Produire des armes et des équipements par et pour les Européens fera néanmoins un déçu : les États-Unis. Les pertes sur le marché seraient énormes pour un pays qui exporte 37% des armes mondiales, entre 2016 et 2020. Historiquement, le Royaume-Uni et l’Allemagne ont souvent mené une politique pro-américaine. Angela Merkel est toujours restée vague concernant la constitution d’une armée. Sa création n’a jamais été inscrite dans le programme du CDU. Mais son successeur, Olaf Scholz, semble plus enclin à enclencher le processus. Il a déjà investi 100 milliards d’euros dans l’armée et souhaite construire des chars et des avions en partenariat avec les membres de l’Union. Quant au Royaume-Uni, dont la politique de défense est presque systématiquement la même que celle des Etats-Unis, le Brexit a expédié la question.

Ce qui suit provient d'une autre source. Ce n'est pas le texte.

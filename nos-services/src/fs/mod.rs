//! File system services
//!
//! This module provides file system related services.

#[cfg(feature = "alloc")]
use nos_api::Result;
#[cfg(feature = "alloc")]
use crate::core::{Service, ServiceStatus};
#[cfg(feature = "alloc")]
use alloc::string::String;
#[cfg(feature = "alloc")]
use alloc::string::ToString;
#[cfg(feature = "alloc")]
use alloc::boxed::Box;

/// File system service
#[cfg(feature = "alloc")]
pub struct FileSystemService {
    name: String,
    mount_point: String,
    fs_type: String,
    status: ServiceStatus,
}

#[cfg(feature = "alloc")]
impl FileSystemService {
    /// Create a new file system service
    pub fn new(name: &str, mount_point: &str, fs_type: &str) -> Self {
        Self {
            #[cfg(feature = "alloc")]
            name: name.to_string(),
            #[cfg(not(feature = "alloc"))]
            name: name.into(),
            #[cfg(feature = "alloc")]
            mount_point: mount_point.to_string(),
            #[cfg(not(feature = "alloc"))]
            mount_point: mount_point.into(),
            #[cfg(feature = "alloc")]
            fs_type: fs_type.to_string(),
            #[cfg(not(feature = "alloc"))]
            fs_type: fs_type.into(),
            status: ServiceStatus::Stopped,
        }
    }

    /// Get the mount point
    pub fn mount_point(&self) -> &str {
        &self.mount_point
    }

    /// Get the file system type
    pub fn fs_type(&self) -> &str {
        &self.fs_type
    }
}

#[cfg(feature = "alloc")]
impl Service for FileSystemService {
    fn start(&self) -> Result<()> {
        // TODO: Implement actual file system mounting
        Ok(())
    }

    fn stop(&self) -> Result<()> {
        // TODO: Implement actual file system unmounting
        Ok(())
    }

    fn name(&self) -> &str {
        &self.name
    }

    fn service_type(&self) -> u32 {
        crate::types::service_type::FILE_SYSTEM
    }

    fn status(&self) -> ServiceStatus {
        self.status
    }
}

/// Register file system services
#[cfg(feature = "alloc")]
pub fn register_fs_services() -> Result<()> {
    use crate::registry;
    
    let mut registry = registry::get_registry().lock();
    
    // Register root file system
    let root_fs = FileSystemService::new("root_fs", "/", "ext4");
    registry.register("root_fs", Box::new(root_fs))?;
    
    // Register tmp file system
    let tmp_fs = FileSystemService::new("tmp_fs", "/tmp", "tmpfs");
    registry.register("tmp_fs", Box::new(tmp_fs))?;
    
    // Register proc file system
    let proc_fs = FileSystemService::new("proc_fs", "/proc", "procfs");
    registry.register("proc_fs", Box::new(proc_fs))?;
    
    Ok(())
}

#[cfg(test)]
mod tests {
    use super::*;

    #[test]
    fn test_fs_service() {
        let service = FileSystemService::new("test_fs", "/test", "ext4");
        
        assert_eq!(service.name(), "test_fs");
        assert_eq!(service.mount_point(), "/test");
        assert_eq!(service.fs_type(), "ext4");
        assert_eq!(service.service_type(), crate::types::service_type::FILE_SYSTEM);
        assert_eq!(service.status(), ServiceStatus::Stopped);
    }
}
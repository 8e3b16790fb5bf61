//! System call registry
//!
//! This module provides the system call registry functionality.

use nos_api::Result;
#[cfg(feature = "alloc")]
use alloc::collections::BTreeMap;
#[cfg(feature = "alloc")]
use alloc::string::{String, ToString};
#[cfg(feature = "alloc")]
use alloc::boxed::Box;
use spin::{Mutex, Once};

/// System call registry
pub struct SyscallRegistry {
    /// Registered system calls
    #[cfg(feature = "alloc")]
    syscalls: BTreeMap<u32, SyscallInfo>,
    #[cfg(not(feature = "alloc"))]
    syscalls: core::marker::PhantomData<u32>,
    /// Next available system call ID
    next_id: u32,
}

impl SyscallRegistry {
    /// Create a new system call registry
    pub fn new() -> Self {
        Self {
            #[cfg(feature = "alloc")]
            syscalls: BTreeMap::new(),
            #[cfg(not(feature = "alloc"))]
            syscalls: core::marker::PhantomData,
            next_id: 1000, // Start from 1000 to avoid conflicts
        }
    }

    /// Register a system call
    #[cfg(feature = "alloc")]
    pub fn register(&mut self, name: &str, handler: Box<dyn SyscallHandler>) -> Result<u32> {
        let id = self.next_id;
        self.next_id += 1;
        
        let info = SyscallInfo {
            id,
            name: name.to_string(),
            handler,
        };
        
        self.syscalls.insert(id, info);
        Ok(id)
    }

    // No-alloc version doesn't have a register method that uses Box
    // since Box requires alloc feature

    /// Get system call info by ID
    #[cfg(feature = "alloc")]
    pub fn get(&self, id: u32) -> Option<&SyscallInfo> {
        self.syscalls.get(&id)
    }

    /// Get system call handler by ID (no-alloc version)
    #[cfg(not(feature = "alloc"))]
    pub fn get(&self, _id: u32) -> Option<&dyn SyscallHandler> {
        // TODO: Implement for no-alloc
        None
    }

    /// Get system call info by name
    #[cfg(feature = "alloc")]
    pub fn get_by_name(&self, name: &str) -> Option<&SyscallInfo> {
        self.syscalls.values().find(|info| info.name == name)
    }

    /// Get system call handler by name (no-alloc version)
    #[cfg(not(feature = "alloc"))]
    pub fn get_by_name(&self, _name: &str) -> Option<&dyn SyscallHandler> {
        // TODO: Implement for no-alloc
        None
    }

    /// List all registered system calls
    #[cfg(feature = "alloc")]
    pub fn list(&self) -> alloc::vec::Vec<&SyscallInfo> {
        self.syscalls.values().collect()
    }
}

/// System call information
#[cfg(feature = "alloc")]
pub struct SyscallInfo {
    /// System call ID
    pub id: u32,
    /// System call name
    pub name: String,
    /// System call handler
    pub handler: Box<dyn SyscallHandler>,
}

/// System call handler trait
pub trait SyscallHandler: Send + Sync {
    /// Execute the system call
    fn execute(&self, args: &[usize]) -> Result<isize>;
    
    /// Get the system call name
    fn name(&self) -> &str;
}

/// Global system call registry
static GLOBAL_REGISTRY: Once<Mutex<SyscallRegistry>> = Once::new();

/// Initialize the global system call registry
pub fn init_registry() -> Result<()> {
    GLOBAL_REGISTRY.call_once(|| Mutex::new(SyscallRegistry::new()));
    Ok(())
}

/// Get the global system call registry
pub fn get_registry() -> &'static Mutex<SyscallRegistry> {
    GLOBAL_REGISTRY.get().expect("Registry not initialized")
}

/// Register a system call
#[cfg(feature = "alloc")]
pub fn register_syscall(name: &str, handler: Box<dyn SyscallHandler>) -> Result<u32> {
    let mut registry = get_registry().lock();
    registry.register(name, handler)
}

#[cfg(test)]
mod tests {
    use super::*;

    struct TestHandler {
        name: &'static str,
        result: isize,
    }

    impl SyscallHandler for TestHandler {
        fn execute(&self, _args: &[usize]) -> Result<isize> {
            Ok(self.result)
        }
        
        fn name(&self) -> &str {
            self.name
        }
    }

    #[test]
    fn test_registry() {
        let mut registry = SyscallRegistry::new();
        
        // Register a test system call
        let handler = TestHandler {
            name: "test_syscall",
            result: 42,
        };
        let id = registry.register("test_syscall", Box::new(handler)).unwrap();
        
        // Get the system call
        let info = registry.get(id).unwrap();
        assert_eq!(info.name, "test_syscall");
        
        // Get by name
        let info = registry.get_by_name("test_syscall").unwrap();
        assert_eq!(info.id, id);
    }
}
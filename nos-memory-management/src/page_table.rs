//! Page table management module

extern crate alloc;

use alloc::collections::BTreeMap;

use nos_api::core::types::{MemoryProtection, PhysAddr, VirtAddr};
use nos_api::memory::interface::AddressSpace as AddressSpaceCapability;
use nos_api::{KernelError, Result};

/// Initialize page table management
pub fn initialize() -> Result<()> {
    // Initialize page table management
    Ok(())
}

/// Shutdown page table management
pub fn shutdown() -> Result<()> {
    // Shutdown page table management
    Ok(())
}

/// Get page size
pub fn get_page_size() -> usize {
    // Return page size
    4096 // 4KB pages
}

/// Get total pages
pub fn get_total_pages() -> usize {
    // Return total number of pages
    524288 // 2GB / 4KB
}

/// Get free pages
pub fn get_free_pages() -> usize {
    // Return number of free pages
    262144 // Half of pages are free
}

/// Get allocated pages
pub fn get_allocated_pages() -> usize {
    // Return number of allocated pages
    262144 // Half of pages are allocated
}

/// A single page table entry as tracked by [`SimplePageTable`].
#[derive(Debug, Clone, Copy, PartialEq, Eq)]
pub struct Pte {
    /// Backing physical frame
    pub phys: PhysAddr,
    /// Protection bits for this mapping
    pub prot: MemoryProtection,
}

/// Page-table trait for address-space-scoped mapping operations.
///
/// This is the same small capability as
/// [`nos_api::memory::interface::AddressSpace`], re-exported here under
/// the name this crate's callers already expect, plus a couple of
/// iteration helpers a real multi-level page table and the in-memory
/// [`SimplePageTable`] fake can both implement cheaply.
pub trait PageTable: AddressSpaceCapability {
    /// Returns every currently mapped virtual page, in ascending order.
    fn mapped_pages(&self) -> alloc::vec::Vec<VirtAddr>;

    /// Copies every mapping from `self` into `dest`, calling `dest.map_page`
    /// once per present page. A real multi-level implementation may skip
    /// whole leaf tables at once when they are entirely absent; this
    /// default walks `mapped_pages()` one page at a time, which is
    /// observably identical but not the fast path.
    fn copy_range(&self, dest: &mut dyn PageTable) -> Result<()> {
        for va in self.mapped_pages() {
            let pte = self
                .translate(va)
                .ok_or(nos_api::Error::Kernel(KernelError::BadHandle))?;
            dest.map_page(va, pte, self.protection_of(va).unwrap_or(MemoryProtection::Read))?;
        }
        Ok(())
    }

    /// Returns the protection bits mapped at `virt`, if any.
    fn protection_of(&self, virt: VirtAddr) -> Option<MemoryProtection>;
}

/// In-memory page table backed by a `BTreeMap<VirtAddr, Pte>`.
///
/// Used both as a minimal real backend for hosts with no hardware MMU
/// to drive, and as the test double callers exercise their page-table
/// consumers against without a real address space.
#[derive(Debug, Default)]
pub struct SimplePageTable {
    entries: BTreeMap<usize, Pte>,
}

impl SimplePageTable {
    /// Creates an empty page table with no mappings.
    pub fn new() -> Self {
        Self {
            entries: BTreeMap::new(),
        }
    }

    /// Returns the number of pages currently mapped.
    pub fn len(&self) -> usize {
        self.entries.len()
    }

    /// Returns true if no pages are mapped.
    pub fn is_empty(&self) -> bool {
        self.entries.is_empty()
    }
}

impl AddressSpaceCapability for SimplePageTable {
    fn map_page(&mut self, virt: VirtAddr, phys: PhysAddr, prot: MemoryProtection) -> Result<()> {
        self.entries.insert(virt, Pte { phys, prot });
        Ok(())
    }

    fn unmap_page(&mut self, virt: VirtAddr) -> Result<()> {
        self.entries
            .remove(&virt)
            .map(|_| ())
            .ok_or(nos_api::Error::Kernel(KernelError::WrongDetach))
    }

    fn translate(&self, virt: VirtAddr) -> Option<PhysAddr> {
        self.entries.get(&virt).map(|pte| pte.phys)
    }
}

impl PageTable for SimplePageTable {
    fn mapped_pages(&self) -> alloc::vec::Vec<VirtAddr> {
        self.entries.keys().copied().collect()
    }

    fn protection_of(&self, virt: VirtAddr) -> Option<MemoryProtection> {
        self.entries.get(&virt).map(|pte| pte.prot)
    }
}

#[cfg(test)]
mod tests {
    use super::*;

    #[test]
    fn map_then_translate_round_trips() {
        let mut pt = SimplePageTable::new();
        pt.map_page(0x1000, 0x8000, MemoryProtection::ReadWriteExecute)
            .unwrap();
        assert_eq!(pt.translate(0x1000), Some(0x8000));
        assert!(pt.is_mapped(0x1000));
        assert!(!pt.is_mapped(0x2000));
    }

    #[test]
    fn unmap_removes_entry() {
        let mut pt = SimplePageTable::new();
        pt.map_page(0x1000, 0x8000, MemoryProtection::Read).unwrap();
        pt.unmap_page(0x1000).unwrap();
        assert_eq!(pt.translate(0x1000), None);
    }

    #[test]
    fn unmap_missing_page_is_wrong_detach() {
        let mut pt = SimplePageTable::new();
        let err = pt.unmap_page(0x1000).unwrap_err();
        assert!(matches!(
            err,
            nos_api::Error::Kernel(KernelError::WrongDetach)
        ));
    }

    #[test]
    fn copy_range_mirrors_every_mapping() {
        let mut src = SimplePageTable::new();
        src.map_page(0x1000, 0x9000, MemoryProtection::Read).unwrap();
        src.map_page(0x2000, 0xa000, MemoryProtection::ReadWriteExecute)
            .unwrap();

        let mut dest = SimplePageTable::new();
        src.copy_range(&mut dest).unwrap();

        assert_eq!(dest.len(), 2);
        assert_eq!(dest.translate(0x1000), Some(0x9000));
        assert_eq!(dest.translate(0x2000), Some(0xa000));
    }
}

Armée européenne ou transatlantique ?

Reste l’OTAN. Les membres de l’alliance transatlantique ont pour but de coopérer dans les secteurs de la défense et de la sécurité, ainsi que de conduire ensemble des opérations multinationales de gestion de crise. Vingt-quatre États européens en font partie. Farouchement critiquée par certains, cette alliance servirait surtout les intérêts des États-Unis aujourd’hui et empêcherait la France et les pays européens d’être souverain en termes de défense. Surtout, depuis la crise diplomatique provoquée par l’annulation d’une commande par l’Australie de sous-marins français au profit d’un accord avec les États-Unis. Ces deux derniers ont signé le pacte AUKUS, rendu public au même moment, avec le Royaume-Uni, dans le but de contrer l’influence de la Chine dans la zone Indopacifique. Alors même si la création d’une armée européenne n’impliquerait pas forcément une sortie de l’OTAN pour les pays de l’UE, la divergence d’intérêt entre européens et américains est aujourd’hui bien réelle.

Une Europe fracturée

Mais avant de créer une quelconque armée, les Européens doivent se mettre d’accord sur leurs objectifs. Ils divergent tout autant au sein de l’UE qu’entre Européens et Américains. L’Europe s’est déjà fracturée autour de questions de politiques extérieures. Quand l’Allemagne et la Belgique s’alignaient avec Jacque Chirac et son souhait de ne pas aller en Irak en 2003, le Royaume-Uni et les pays de l’est y fonçaient tête baissée. La coalition contre l’État islamique n’a mobilisé qu’un tiers des pays de l’UE. Au Mali, seuls quelques avions de transport allemands sont venus épauler la France. Les intérêts du Portugal et de la Grèce, pays du sud fortement endettés, sont à des années lumières de ceux des pays scandinaves. Déjà que l’Europe a du mal à s’accorder sur des politiques communes… Alors s’engager dans une guerre tous ensemble ? Cela paraît impossible dans l’immédiat. Et la création d’une armée sous-entend qu’il lui faut un chef. Qui choisir ? Le chef de l’Etat du pays élu à la présidence de l’Union européenne ? Il tourne tous les 6 mois. Les objectifs de l’armée changeraient avec lui.

Un objectif commun

Mais la récente guerre en Ukraine a peut-être modifié la donne. Ce conflit est l’un des rares points ou tous les Européens semblent d’accord. Tous ont condamné l’offensive russe et l’UE a pris très rapidement une série de sanctions commune envers la Russie et la Biélorussie. Se défendre face aux volontés expansionnistes de Vladimir Poutine peut être l’objectif principal de la création d’une armée européenne tant les Européens ont des intérêts communs. La vague de migration ukrainienne qui déferle actuellement les concerne tous – même si, historiquement, les pays de l’Europe ont montré peu de solidarité quant à l’accueil de réfugiés. Si rien n’est fait pour l’instant, cette guerre a le mérite de relancer concrètement le débat. Mais de là à aboutir à une armée européenne dans les prochaines années… L’UE a encore bien des obstacles à surmonter.